ACTION ITEM:
Look through the material below and copy exactly the lines from the line with "is always safe." to the line with "actually changed. Each", those two lines included.
-=-=-=-=-
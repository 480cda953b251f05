//! Managed-section injection protocol.
//!
//! Synchronizes machine-generated CSS and script fragments into user-editable
//! note-type template fields. The generated content lives inside a
//! delimiter-comment-bounded "managed section"; everything outside that
//! section belongs to the user and is never touched.
//!
//! ```text
//! field text ──► strip_legacy_sections (optional)
//!                        │
//!                        ▼
//!                locate ──► plan_update ──► Skip / Insert / Replace
//!                                                │
//!                                                ▼
//!                               prefix + enclose(payload) + suffix
//! ```
//!
//! Every operation is a pure string computation; the crate performs no I/O
//! and holds no state between calls. Updates are version-gated: a section
//! already carrying the current version is left alone, so re-running the
//! synchronization is always safe.
//!
//! # Example
//! ```
//! use jrp_inject::{Domain, sync_field};
//!
//! let updated = sync_field("Hello\n", Domain::Style, ".card {}", 1, false).unwrap();
//! assert!(updated.starts_with("Hello\n\n/* JRP add-on managed section start [version:1] */"));
//!
//! // A second pass with the same version reports nothing to do.
//! assert_eq!(sync_field(&updated, Domain::Style, ".card {}", 1, false), None);
//! ```

pub mod domain;
pub mod enclose;
pub mod legacy;
pub mod locate;
pub mod split;
pub mod sync;

pub use domain::Domain;
pub use enclose::enclose;
pub use legacy::strip_legacy_sections;
pub use locate::{Section, SectionInfo, locate};
pub use split::{UpdatePlan, plan_update};
pub use sync::sync_field;
//! Note-type storage and synchronization.
//!
//! Bridges the injection protocol to a host collection. Note types are
//! fetched through the [`NoteTypeStore`] seam, every managed field is run
//! through the synchronizer, and the note type is written back only when a
//! field actually changed. Each run produces a [`NoteTypeSync`] report
//! naming the rewritten fields; an untouched note type is a normal outcome,
//! not an error.
//!
//! Two stores ship with the crate: [`MemoryStore`] for tests and ephemeral
//! use, and [`CollectionFile`] for collections persisted as a JSON file
//! with atomic saves.

pub mod collection;
pub mod error;
pub mod model;
pub mod store;
pub mod sync;

pub use collection::CollectionFile;
pub use error::{Error, Result};
pub use model::{CardTemplate, NoteType, NoteTypeId};
pub use store::{MemoryStore, NoteTypeStore};
pub use sync::{FieldChange, FieldRef, NoteTypeSync, preview_note_type, sync_note_type};
//! Per-note-type synchronization.
//!
//! Runs the injection protocol over every field the preferences say to
//! manage: the stylesheet under the style domain, and each card layout's
//! question and answer format under the script domain. Payloads are
//! generated once per note type and reused across fields; the report lists
//! exactly which fields were rewritten.

use std::fmt;

use serde::{Deserialize, Serialize};
use tracing::debug;

use jrp_assets::{SCRIPT_VERSION, STYLE_VERSION, generate_script, generate_style};
use jrp_inject::{Domain, sync_field};
use jrp_prefs::NoteTypeOptions;

use crate::error::{Error, Result};
use crate::model::{NoteType, NoteTypeId};
use crate::store::NoteTypeStore;

/// Identifies one editable field of a note type.
#[derive(Debug, Clone, PartialEq, Eq, Serialize, Deserialize)]
#[serde(tag = "kind", rename_all = "snake_case")]
pub enum FieldRef {
    /// The shared stylesheet.
    Stylesheet,
    /// Front-side format of one card layout.
    QuestionFormat { template: String },
    /// Back-side format of one card layout.
    AnswerFormat { template: String },
}

impl fmt::Display for FieldRef {
    fn fmt(&self, f: &mut fmt::Formatter<'_>) -> fmt::Result {
        match self {
            FieldRef::Stylesheet => write!(f, "stylesheet"),
            FieldRef::QuestionFormat { template } => {
                write!(f, "{template} question format")
            }
            FieldRef::AnswerFormat { template } => {
                write!(f, "{template} answer format")
            }
        }
    }
}

/// One rewritten field.
#[derive(Debug, Clone, PartialEq, Eq, Serialize, Deserialize)]
pub struct FieldChange {
    /// Which field changed.
    pub field: FieldRef,
    /// Field text before synchronization.
    pub old: String,
    /// Full replacement text.
    pub new: String,
}

/// Report of one note type's synchronization.
///
/// An empty change list means every managed field already carried the
/// current generation. That is the normal steady-state outcome, not an
/// error.
#[derive(Debug, Clone, PartialEq, Eq, Serialize, Deserialize)]
pub struct NoteTypeSync {
    pub id: NoteTypeId,
    pub name: String,
    /// Fields that were (or, for previews, would be) rewritten.
    pub changes: Vec<FieldChange>,
}

impl NoteTypeSync {
    /// Returns `true` when at least one field was rewritten.
    pub fn changed(&self) -> bool {
        !self.changes.is_empty()
    }
}

/// Computes the field updates for one note type without touching the store.
///
/// The returned changes carry the full would-be replacement texts, so a
/// caller can diff or display them before deciding to apply.
///
/// # Errors
///
/// Returns [`Error::NoteTypeNotFound`] when `id` is not in the store.
pub fn preview_note_type<S: NoteTypeStore + ?Sized>(
    store: &S,
    id: NoteTypeId,
    options: &NoteTypeOptions,
) -> Result<NoteTypeSync> {
    let note_type = store.note_type(id)?.ok_or(Error::NoteTypeNotFound { id })?;
    let (_, report) = plan_note_type(&note_type, options);
    Ok(report)
}

/// Synchronizes one note type, committing it back to the store only when a
/// field actually changed.
///
/// # Errors
///
/// Returns [`Error::NoteTypeNotFound`] when `id` is not in the store.
pub fn sync_note_type<S: NoteTypeStore + ?Sized>(
    store: &mut S,
    id: NoteTypeId,
    options: &NoteTypeOptions,
) -> Result<NoteTypeSync> {
    let note_type = store.note_type(id)?.ok_or(Error::NoteTypeNotFound { id })?;
    let (updated, report) = plan_note_type(&note_type, options);
    if report.changed() {
        store.update_note_type(&updated)?;
        debug!(
            id,
            name = %report.name,
            fields = report.changes.len(),
            "note type synchronized"
        );
    }
    Ok(report)
}

/// Runs the protocol over every managed field, building the updated note
/// type and the change report together.
fn plan_note_type(note_type: &NoteType, options: &NoteTypeOptions) -> (NoteType, NoteTypeSync) {
    let mut updated = note_type.clone();
    let mut changes = Vec::new();
    let strip = options.remove_mia_migaku;

    if options.manage_style {
        let payload = generate_style(&options.style, options.use_diamond_indicators);
        if let Some(new) = sync_field(
            &updated.stylesheet,
            Domain::Style,
            &payload,
            STYLE_VERSION,
            strip,
        ) {
            changes.push(FieldChange {
                field: FieldRef::Stylesheet,
                old: updated.stylesheet.clone(),
                new: new.clone(),
            });
            updated.stylesheet = new;
        }
    }

    if options.manage_script {
        // The script element wrapper belongs to the note type layer; the
        // protocol core only sees opaque payload text.
        let payload = format!("<script>{}</script>", generate_script());
        for template in &mut updated.templates {
            if let Some(new) = sync_field(
                &template.question_format,
                Domain::Script,
                &payload,
                SCRIPT_VERSION,
                strip,
            ) {
                changes.push(FieldChange {
                    field: FieldRef::QuestionFormat {
                        template: template.name.clone(),
                    },
                    old: template.question_format.clone(),
                    new: new.clone(),
                });
                template.question_format = new;
            }
            if let Some(new) = sync_field(
                &template.answer_format,
                Domain::Script,
                &payload,
                SCRIPT_VERSION,
                strip,
            ) {
                changes.push(FieldChange {
                    field: FieldRef::AnswerFormat {
                        template: template.name.clone(),
                    },
                    old: template.answer_format.clone(),
                    new: new.clone(),
                });
                template.answer_format = new;
            }
        }
    }

    let report = NoteTypeSync {
        id: note_type.id,
        name: note_type.name.clone(),
        changes,
    };
    (updated, report)
}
-=-=-=-=-
RESULT FOR THIS EXERCISE:
//! synchronization is always safe.
//!
//! # Example
//! ```
//! use jrp_inject::{Domain, sync_field};
//!
//! let updated = sync_field("Hello\n", Domain::Style, ".card {}", 1, false).unwrap();
//! assert!(updated.starts_with("Hello\n\n/* JRP add-on managed section start [version:1] */"));
//!
//! // A second pass with the same version reports nothing to do.
//! assert_eq!(sync_field(&updated, Domain::Style, ".card {}", 1, false), None);
//! ```

pub mod domain;
pub mod enclose;
pub mod legacy;
pub mod locate;
pub mod split;
pub mod sync;

pub use domain::Domain;
pub use enclose::enclose;
pub use legacy::strip_legacy_sections;
pub use locate::{Section, SectionInfo, locate};
pub use split::{UpdatePlan, plan_update};
pub use sync::sync_field;
//! Note-type storage and synchronization.
//!
//! Bridges the injection protocol to a host collection. Note types are
//! fetched through the [`NoteTypeStore`] seam, every managed field is run
//! through the synchronizer, and the note type is written back only when a
//! field actually changed. Each run produces a [`NoteTypeSync`] report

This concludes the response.